=== What you are asked to do ===
Once you find the line with "let sc = chars[i];" in the entries below, return exactly every line from it through the line with "out.push(sc);".

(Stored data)
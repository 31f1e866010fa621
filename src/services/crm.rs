use crate::models::CandidateRecord;
use reqwest::{Client, StatusCode};
use serde_json::Value;
use std::time::Duration;
use thiserror::Error;

/// Errors that can occur when querying the CRM extract
#[derive(Debug, Error)]
pub enum CrmError {
    #[error("HTTP request failed: {0}")]
    RequestError(#[from] reqwest::Error),

    #[error("API returned error: {0}")]
    ApiError(String),

    #[error("Unauthorized: invalid API key")]
    Unauthorized,

    #[error("Invalid response format: {0}")]
    InvalidResponse(String),
}

/// CRM extract client
///
/// Fetches raw account records for the reconciliation engine. The records
/// are noisy by nature (free-text names, loosely encoded addresses); this
/// client only fetches and decodes, all interpretation happens in the core.
pub struct CrmClient {
    base_url: String,
    api_key: String,
    client: Client,
}

impl CrmClient {
    /// Create a new CRM client
    pub fn new(base_url: String, api_key: String) -> Self {
        let client = Client::builder()
            .timeout(Duration::from_secs(30))
            .build()
            .expect("Failed to create HTTP client");

        Self {
            base_url,
            api_key,
            client,
        }
    }

    /// Fetch candidate records matching a search term
    ///
    /// City and state narrow the CRM query itself; they play no part in
    /// scoring. Rows that fail to decode are skipped rather than failing
    /// the whole fetch, since partial data is the norm for this source.
    pub async fn fetch_candidates(
        &self,
        search_term: &str,
        city: Option<&str>,
        state: Option<&str>,
        limit: usize,
    ) -> Result<Vec<CandidateRecord>, CrmError> {
        let mut params = vec![
            format!("search={}", urlencoding::encode(search_term)),
            format!("limit={}", limit),
        ];
        if let Some(city) = city {
            params.push(format!("city={}", urlencoding::encode(city)));
        }
        if let Some(state) = state {
            params.push(format!("state={}", urlencoding::encode(state)));
        }

        let url = format!(
            "{}/api/accounts?{}",
            self.base_url.trim_end_matches('/'),
            params.join("&")
        );

        tracing::debug!("Fetching CRM candidates from: {}", url);

        let response = self
            .client
            .get(&url)
            .header("X-Api-Key", &self.api_key)
            .send()
            .await?;

        if response.status() == StatusCode::UNAUTHORIZED {
            return Err(CrmError::Unauthorized);
        }
        if !response.status().is_success() {
            return Err(CrmError::ApiError(format!(
                "Failed to query candidates: {}",
                response.status()
            )));
        }

        let json: Value = response.json().await?;

        let total = json.get("total").and_then(|t| t.as_u64()).unwrap_or(0);

        let rows = json
            .get("records")
            .and_then(|r| r.as_array())
            .ok_or_else(|| CrmError::InvalidResponse("Missing records array".into()))?;

        let candidates: Vec<CandidateRecord> = rows
            .iter()
            .filter_map(|row| serde_json::from_value(row.clone()).ok())
            .collect();

        tracing::debug!(
            "Queried {} CRM candidates for {:?} (total: {})",
            candidates.len(),
            search_term,
            total
        );

        Ok(candidates)
    }
}

#[cfg(test)]
mod tests {
    use super::*;

    #[test]
    fn test_crm_client_creation() {
        let client = CrmClient::new("https://crm.test/v1".to_string(), "test_key".to_string());

        assert_eq!(client.base_url, "https://crm.test/v1");
        assert_eq!(client.api_key, "test_key");
    }

    #[tokio::test]
    async fn test_fetch_candidates_decodes_loose_records() {
        let mut server = mockito::Server::new_async().await;
        server
            .mock(
                "GET",
                mockito::Matcher::Regex(r"^/api/accounts.*".to_string()),
            )
            .with_status(200)
            .with_header("content-type", "application/json")
            .with_body(
                r#"{"total": 3, "records": [
                    {"recordId": "a1", "name": "Acme Storage - 456 Oak Ave", "yearBuilt": "2005"},
                    {"recordId": "a2", "name": "X", "shippingAddress": "{'street': '789 Pine Rd'}"},
                    {"name": 12345}
                ]}"#,
            )
            .create_async()
            .await;

        let client = CrmClient::new(server.url(), "key".to_string());
        let candidates = client
            .fetch_candidates("Acme", Some("Metro"), None, 50)
            .await
            .unwrap();

        // The record with a non-string name is skipped
        assert_eq!(candidates.len(), 2);
        assert_eq!(candidates[0].record_id.as_deref(), Some("a1"));
    }

    #[tokio::test]
    async fn test_fetch_candidates_unauthorized() {
        let mut server = mockito::Server::new_async().await;
        server
            .mock(
                "GET",
                mockito::Matcher::Regex(r"^/api/accounts.*".to_string()),
            )
            .with_status(401)
            .create_async()
            .await;

        let client = CrmClient::new(server.url(), "bad_key".to_string());
        let result = client.fetch_candidates("Acme", None, None, 50).await;

        assert!(matches!(result, Err(CrmError::Unauthorized)));
    }
}
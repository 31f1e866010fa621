use crate::models::CandidateRecord;
use serde_json::Value;

/// Brand and comparable street pulled out of one CRM record
#[derive(Debug, Clone, PartialEq)]
pub struct ExtractedFields {
    pub brand: String,
    pub street: String,
}

/// Suffix tokens that mark the tail of a `"Brand - <rest>"` name as an
/// address rather than a second brand qualifier or a city
const STREET_SUFFIX_TOKENS: &[&str] = &["st", "ave", "rd", "blvd", "dr", "way", "lane", "court"];

const NAME_SEPARATOR: &str = " - ";

/// Pull a brand name and a comparable street address out of a CRM record
///
/// The street is taken from `shippingAddress` when it parses into a mapping
/// with a non-empty `street` key (strict JSON or the loose single-quoted
/// dialect the CRM emits), otherwise from the tail of a `"Brand - <rest>"`
/// name when that tail looks like an address. A record with no comparable
/// street yields `None` and contributes no signal; name-only matches would
/// be noise, not matches.
pub fn extract_fields(record: &CandidateRecord) -> Option<ExtractedFields> {
    let (brand, name_rest) = split_brand(&record.name);

    if let Some(street) = structured_street(record.shipping_address.as_ref()) {
        return Some(ExtractedFields { brand, street });
    }

    let rest = name_rest?;
    if looks_like_street(rest) {
        return Some(ExtractedFields {
            brand,
            street: rest.to_string(),
        });
    }

    None
}

/// Split `"Brand - rest"`, returning the brand (full name when there is no
/// separator) and the raw tail, if any
fn split_brand(name: &str) -> (String, Option<&str>) {
    match name.split_once(NAME_SEPARATOR) {
        Some((brand, rest)) => (brand.trim().to_string(), Some(rest.trim())),
        None => (name.trim().to_string(), None),
    }
}

/// Heuristic: does this text plausibly denote a street address?
///
/// Requires a digit or a whole-word street-suffix token. "Downtown" fails,
/// "456 Oak Ave" passes on both counts.
fn looks_like_street(text: &str) -> bool {
    if text.chars().any(|c| c.is_ascii_digit()) {
        return true;
    }

    text.split_whitespace()
        .map(|token| token.trim_matches(|c: char| !c.is_alphanumeric()))
        .any(|token| {
            STREET_SUFFIX_TOKENS
                .iter()
                .any(|suffix| token.eq_ignore_ascii_case(suffix))
        })
}

/// Extract a non-empty `street` value from the `shippingAddress` field
///
/// Accepts a ready-made JSON object, or a string holding either strict JSON
/// or the loose dialect (single-quoted keys/values, `True`/`False`/`None`
/// literals). Anything unparseable degrades to `None`, never an error.
fn structured_street(shipping_address: Option<&Value>) -> Option<String> {
    let value = shipping_address?;

    let parsed: Value = match value {
        Value::Object(_) => value.clone(),
        Value::String(text) => parse_address_text(text)?,
        _ => return None,
    };

    let street = parsed.get("street")?.as_str()?.trim();
    if street.is_empty() {
        return None;
    }
    Some(street.to_string())
}

/// Parse address text as strict JSON first, then as the loose dialect
fn parse_address_text(text: &str) -> Option<Value> {
    if let Ok(value) = serde_json::from_str::<Value>(text) {
        return Some(value);
    }
    serde_json::from_str(&loose_to_strict_json(text)).ok()
}

/// Rewrite the loose address dialect into strict JSON
///
/// Single-quoted string literals become double-quoted (escaping any embedded
/// double quotes), and the bare words `True`/`False`/`None` outside string
/// literals become their JSON spellings. Best-effort: the result still has
/// to survive a strict parse.
fn loose_to_strict_json(input: &str) -> String {
    let chars: Vec<char> = input.chars().collect();
    let mut out = String::with_capacity(input.len() + 8);
    let mut i = 0;

    while i < chars.len() {
        let c = chars[i];
        match c {
            '\'' | '"' => {
                let quote = c;
                out.push('"');
                i += 1;
                while i < chars.len() && chars[i] != quote {
                    let sc = chars[i];
                    if sc == '\\' && i + 1 < chars.len() {
                        out.push('\\');
                        out.push(chars[i + 1]);
                        i += 2;
                        continue;
                    }
                    if sc == '"' {
                        out.push('\\');
                    }
                    out.push(sc);
                    i += 1;
                }
                out.push('"');
                i += 1;
            }
            _ if c.is_ascii_alphabetic() => {
                let start = i;
                while i < chars.len() && chars[i].is_ascii_alphanumeric() {
                    i += 1;
                }
                let word: String = chars[start..i].iter().collect();
                match word.as_str() {
                    "True" => out.push_str("true"),
                    "False" => out.push_str("false"),
                    "None" => out.push_str("null"),
                    _ => out.push_str(&word),
                }
            }
            _ => {
                out.push(c);
                i += 1;
            }
        }
    }

    out
}
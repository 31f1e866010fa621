// Core algorithm exports
pub mod extract;
pub mod matcher;
pub mod normalize;
pub mod similarity;

pub use extract::{extract_fields, ExtractedFields};
pub use matcher::{MatchResult, Matcher, MAX_RESULTS};
pub use normalize::normalize_street;
pub use similarity::similarity;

=== Finished exercise ===
                    let sc = chars[i];
                    if sc == '\\' && i + 1 < chars.len() {
                        out.push('\\');
                        out.push(chars[i + 1]);
                        i += 2;
                        continue;
                    }
                    if sc == '"' {
                        out.push('\\');
                    }
                    out.push(sc);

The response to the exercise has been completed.